> [DATASET RECORDS]:
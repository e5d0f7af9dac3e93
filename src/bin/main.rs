//! CLI binary for Track Plotter
//!
//! Reads an extracted GPS telemetry CSV (and optionally a current-mission
//! CSV), segments the track by RC status and time gaps, and writes a
//! GeoJSON map.

use anyhow::{bail, Context, Result};
use chrono::Duration;
use clap::{Arg, Command};
use std::path::PathBuf;
use track_plotter::{
    plot_track, read_gps_csv, read_mission_csv, GeoJsonMap, MapSink, PlotOptions,
    DEFAULT_GAP_THRESHOLD_SECS, DEFAULT_MIN_SATELLITES,
};

/// Below this interval the markers cluster badly on a dense track
const LOW_MARKER_INTERVAL: usize = 35;

fn main() -> Result<()> {
    let matches = Command::new("Track Plotter")
        .version(env!("CARGO_PKG_VERSION"))
        .about("Plot ASPire GPS telemetry tracks from extracted CSV logs to GeoJSON maps.")
        .arg(
            Arg::new("gps-csv")
                .help("GPS CSV with t_timestamp, latitude, longitude, satellites_used and rc_on columns")
                .required(true)
                .index(1),
        )
        .arg(
            Arg::new("mission")
                .long("mission")
                .help("Current-mission CSV with latitude, longitude and radius columns")
                .value_name("FILE"),
        )
        .arg(
            Arg::new("marker-interval")
                .long("marker-interval")
                .help("Place a timestamp marker every N fixes (0 disables markers)")
                .value_name("N")
                .default_value("0")
                .value_parser(clap::value_parser!(usize)),
        )
        .arg(
            Arg::new("min-satellites")
                .long("min-satellites")
                .help("Drop fixes with fewer satellites in view")
                .value_name("N")
                .default_value(DEFAULT_MIN_SATELLITES.to_string())
                .value_parser(clap::value_parser!(u32)),
        )
        .arg(
            Arg::new("gap-seconds")
                .long("gap-seconds")
                .help("Break the track where consecutive fixes are further apart than this")
                .value_name("SECONDS")
                .default_value(DEFAULT_GAP_THRESHOLD_SECS.to_string())
                .value_parser(clap::value_parser!(i64)),
        )
        .arg(
            Arg::new("output")
                .long("output")
                .short('o')
                .help("Output GeoJSON file")
                .value_name("FILE")
                .default_value("track.geojson"),
        )
        .arg(
            Arg::new("debug")
                .long("debug")
                .help("Print segmentation and viewport details")
                .action(clap::ArgAction::SetTrue),
        )
        .get_matches();

    let gps_csv = PathBuf::from(matches.get_one::<String>("gps-csv").unwrap());
    let mission = matches.get_one::<String>("mission").map(PathBuf::from);
    let marker_interval = *matches.get_one::<usize>("marker-interval").unwrap();
    let min_satellites = *matches.get_one::<u32>("min-satellites").unwrap();
    let gap_seconds = *matches.get_one::<i64>("gap-seconds").unwrap();
    let output = PathBuf::from(matches.get_one::<String>("output").unwrap());
    let debug = matches.get_flag("debug");

    if marker_interval > 0 && marker_interval < LOW_MARKER_INTERVAL {
        eprintln!("Warning: low marker interval may cause overdensity and a sluggish map");
    }

    let fixes = read_gps_csv(&gps_csv, min_satellites)
        .with_context(|| format!("Failed to read GPS CSV {gps_csv:?}"))?;
    if fixes.is_empty() {
        bail!(
            "No fixes with at least {min_satellites} satellites in {gps_csv:?}; \
             nothing to plot"
        );
    }
    if debug {
        println!(
            "Read {} fixes from {} (satellite threshold {})",
            fixes.len(),
            gps_csv.display(),
            min_satellites
        );
    }

    let waypoints = match &mission {
        Some(path) => read_mission_csv(path)
            .with_context(|| format!("Failed to read mission CSV {path:?}"))?,
        None => Vec::new(),
    };
    if debug && !waypoints.is_empty() {
        println!("Read {} mission waypoints", waypoints.len());
    }

    let options = PlotOptions {
        marker_interval,
        gap_threshold: Duration::seconds(gap_seconds),
        ..PlotOptions::default()
    };

    let mut sink = GeoJsonMap::new();
    let track = plot_track(&mut sink, &fixes, &waypoints, &options)
        .context("Failed to plot the track")?;
    if debug {
        println!(
            "{} segments covering {} points, {} connectors, {} features",
            track.segments.len(),
            track.total_points(),
            track.link_indexes.len(),
            sink.feature_count()
        );
    }

    sink.save(&output)
        .with_context(|| format!("Failed to write map file {output:?}"))?;
    println!("Map creation successful: {}", output.display());

    Ok(())
}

> [ASSIGNED TASK]: Exactly the lines from the one containing "let options = PlotOptions" to the final line of the data, both included, should be printed, and nothing more.

> [EXERCISE ANSWER]:
    let options = PlotOptions {
        marker_interval,
        gap_threshold: Duration::seconds(gap_seconds),
        ..PlotOptions::default()
    };

    let mut sink = GeoJsonMap::new();
    let track = plot_track(&mut sink, &fixes, &waypoints, &options)
        .context("Failed to plot the track")?;
    if debug {
        println!(
            "{} segments covering {} points, {} connectors, {} features",
            track.segments.len(),
            track.total_points(),
            track.link_indexes.len(),
            sink.feature_count()
        );
    }

    sink.save(&output)
        .with_context(|| format!("Failed to write map file {output:?}"))?;
    println!("Map creation successful: {}", output.display());

    Ok(())
}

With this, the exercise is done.